А уговорил ведь; опять уговорил. Каков у тебя, Парфен, паренеко-т разумен, а? Парфен.
Василья, Иван, хвалишь, слушай же: он мне дорог, и тебе ладен же. Давай, Иван, на сыне помиримся; поцелуемся опять. Иван.
И то. Худой мир лучше доброй брани. Парфен.
Только стой: с чего ты до третьего зова не шел? Я ль тебе не угоден был, аль слуги мои тебя разобидели чем? Иван.
Чем разобидеть,-- нечем было. Первого зова не было, и второго не слыхал. Третий Василий сам Парфеныч пришел. Его спроси. Парфен.
Э! (Быстро идет к дверям, отворяет их: Пелепёлиха за дверью присела, подслушивает; Парфен схватывает ее за руку и тащит; она почти ползком за ним.) Да ты еще подслушивать! Чья, бестия, вина, говори? Пелепёлиха
(с воем). Он, он же, Живуля, подучил. Не зови-де: хмелен старик, запамятует... А я... (Припадает к Парфеновой ноге.) Иван.
А рябину кто подучал рубить -- спроси. Пелепёлиха.
Сама, ох, сама! Парфен
(прикрикнул на нее). Не выть! И чтобы звания твоего тут не было! Духом твоим чтобы не пахло! Вон! (Пелепёлиха живо спохватилась и почти ползком в двери юркнула. Парфен оборачивается к Живуле.) Ты, сюда! Живуля
(бежит к нему, шагах в двух от него на колени бухается, и полушутовски, полупросительно). Виноват, и как же виноват еще: места праведного во мне на эстолько вот нету. А казнить не вели. Убьешь меня,-- велика ль корысть тебе будет. А я тебе, как щука в сказке, испровещу голосом человеческим: не в которое время пригожусь, государь, тебе. Парфен.
Вон, пес! (Живуля быстро вскакивает и согнувшись убегает, точно выпрямиться не успел. Парфен ему вслед.) И людишки же! (Ивану.) Поцелуемся теперь. (Целуются.) В комнату в мою, в собиную, друже, пойдем. А здесь нам с тобой сидеть не гоже: людишки не под стать; мелкота-народ. (Уводит Ивана.)
ЯВЛЕНИЕ XII
Василий, Абрам, гости.
Абрам.
Мы что ж делать учнем? Василий.
Что тебе, Абрам, любо. Абрам.
А мне любо на игрище идти. Пойдем-ка, Василий Парфеныч! У нас весело ведь живут. Девок по теремам не прячут, все на игрище ходят. Красавиц наших погляди. Василий.
Рад, Абрам, идти. Абрам.
Тебе и внове: поглядишь. У вас на Москве-т обычай туг: девок, которые побогаче, под замком держат. А у нас обычай вольный; и богатых, правда, у нас мало. Девкам у нас воля: с парнем при народе ли, с глазу на глаз ли, говори-любися сколько хошь, не осудят: себя только блюди. Одно слово: вольная сторонка. Идем, что ль? Василий.

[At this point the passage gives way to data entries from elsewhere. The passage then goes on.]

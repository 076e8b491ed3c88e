//! Defines helper functions for the request query string.

use std::collections::HashMap;

use crate::helpers::http::form_url_decode;

/// Provides a mapping of keys from the request query string to their supplied
/// values. Keys represented more than once collect every value in order.
pub(crate) type QueryStringMapping = HashMap<String, Vec<String>>;

/// Splits a query string into pairs and provides a mapping of keys to values.
///
/// Keys that are provided but with no value associated are skipped.
pub(crate) fn split(query: Option<&str>) -> QueryStringMapping {
    let mut mapping = QueryStringMapping::new();

    if let Some(query) = query {
        let pairs = query.split(is_separator).filter(|pair| pair.contains('='));

        for p in pairs {
            let mut sp = p.splitn(2, '=');
            let (k, v) = (sp.next().unwrap(), sp.next().unwrap());

            if let (Ok(k), Ok(v)) = (form_url_decode(k), form_url_decode(v)) {
                mapping.entry(k).or_insert_with(Vec::new).push(v);
            }
        }
    }

    mapping
}

fn is_separator(c: char) -> bool {
    c == '&' || c == ';'
}

#[cfg(test)]
mod tests {
    use super::*;

    fn to_pairs(qsm: &QueryStringMapping) -> Vec<(&str, Vec<&str>)> {
        let mut pairs: Vec<(&str, Vec<&str>)> = qsm
            .iter()
            .map(|(k, v)| {
                let mut values: Vec<&str> = v.iter().map(|s| s.as_str()).collect();
                values.sort_unstable();
                (k.as_str(), values)
            })
            .collect();

        pairs.sort_by(|a, b| a.0.cmp(b.0));
        pairs
    }

    #[test]
    fn query_string_mapping_tests() {
        let qsm = split(Some("a=b&c=d&e=f"));
        assert_eq!(
            to_pairs(&qsm),
            vec![("a", vec!["b"]), ("c", vec!["d"]), ("e", vec!["f"])],
        );

        let qsm = split(Some("a=b&a=d&e=f"));
        assert_eq!(to_pairs(&qsm), vec![("a", vec!["b", "d"]), ("e", vec!["f"])]);

        let qsm = split(Some("a&b"));
        assert_eq!(to_pairs(&qsm), vec![]);

        let qsm = split(Some("a=b;c=d&e=f"));
        assert_eq!(
            to_pairs(&qsm),
            vec![("a", vec!["b"]), ("c", vec!["d"]), ("e", vec!["f"])],
        );

        let qsm = split(Some("a=b=c&d=e"));
        assert_eq!(to_pairs(&qsm), vec![("a", vec!["b=c"]), ("d", vec!["e"])]);
    }
}
//! Defines the type used to indicate a non-matching route, and its
//! conversion into the pipeline error the client sees.

use hyper::{Method, StatusCode};

use crate::error::HttpError;

/// The result of failing to match a request to a routable handler: the
/// status to respond with, and for a 405, the methods the route does accept.
#[derive(Clone, Debug)]
pub struct RouteNonMatch {
    status: StatusCode,
    allow: Vec<Method>,
}

impl RouteNonMatch {
    /// Creates a new `RouteNonMatch` with the given HTTP status.
    pub fn new(status: StatusCode) -> RouteNonMatch {
        RouteNonMatch {
            status,
            allow: Vec::new(),
        }
    }

    /// Attaches the allow list. Required whenever the non-match is due to the
    /// HTTP method, so the `Allow` header can be populated accurately.
    pub fn with_allow_list(self, allow: &[Method]) -> RouteNonMatch {
        RouteNonMatch {
            allow: allow.to_vec(),
            ..self
        }
    }

    /// Splits into status and a sorted, deduplicated allow list.
    pub fn deconstruct(self) -> (StatusCode, Vec<Method>) {
        let mut allow = self.allow;
        allow.sort_by(|a, b| a.as_str().cmp(b.as_str()));
        allow.dedup();
        (self.status, allow)
    }
}

impl From<RouteNonMatch> for HttpError {
    fn from(non_match: RouteNonMatch) -> HttpError {
        let (status, allow) = non_match.deconstruct();
        match status {
            StatusCode::METHOD_NOT_ALLOWED => HttpError::method_not_allowed(allow),
            StatusCode::NOT_FOUND => HttpError::route_not_found("request path"),
            other => HttpError::new(other, "request not routable"),
        }
    }
}

#[cfg(test)]
mod tests {
    use super::*;

    #[test]
    fn deconstruct_sorts_and_dedupes() {
        let (status, allow) = RouteNonMatch::new(StatusCode::METHOD_NOT_ALLOWED)
            .with_allow_list(&[Method::POST, Method::GET, Method::POST])
            .deconstruct();

        assert_eq!(status, StatusCode::METHOD_NOT_ALLOWED);
        assert_eq!(allow, vec![Method::GET, Method::POST]);
    }

    #[test]
    fn converts_into_pipeline_errors() {
        let err: HttpError = RouteNonMatch::new(StatusCode::METHOD_NOT_ALLOWED)
            .with_allow_list(&[Method::GET])
            .into();
        assert_eq!(err.status, StatusCode::METHOD_NOT_ALLOWED);
        assert_eq!(err.allow, vec![Method::GET]);
    }
}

Идем. (Оба уходят; за ними следом и гости.)
КАРТИНА ТРЕТЬЯ
Настоящая перемена непременно должна быть живая. Стол выносят и убирают во время разговора Абрама с Васильем. Как только они и гости выйдут, задняя стена подымается. Открывается поле близ села. Задняя декорация может остаться та же, что и в первой картине. Только теперь освещение не столь яркое. С боков деревья, кусты, пожалуй, изба другая. Действующие лица, по возможности, выходят в разные кулисы.
ЯВЛЕНИЕ XIII
Глаша, впереди, Марьица и девушки гурьбой выбегают; следом парни выходят; потом Живуля.
Глаша
(за сценой, голосисто). Сюда, за мной! Шибче бегите. (Вбегают.) Марьица.
И впрямь, умно Глаша придумала: тут-то и ровней, и просторней. Девушки.
Правда, правда. Умница Глаша. Глаша.
Уж худо придумаю ли? Марьица.
Что ж, Глаша, "утушку" мы там проплавали, тут бы "царевну" завести. Глаша.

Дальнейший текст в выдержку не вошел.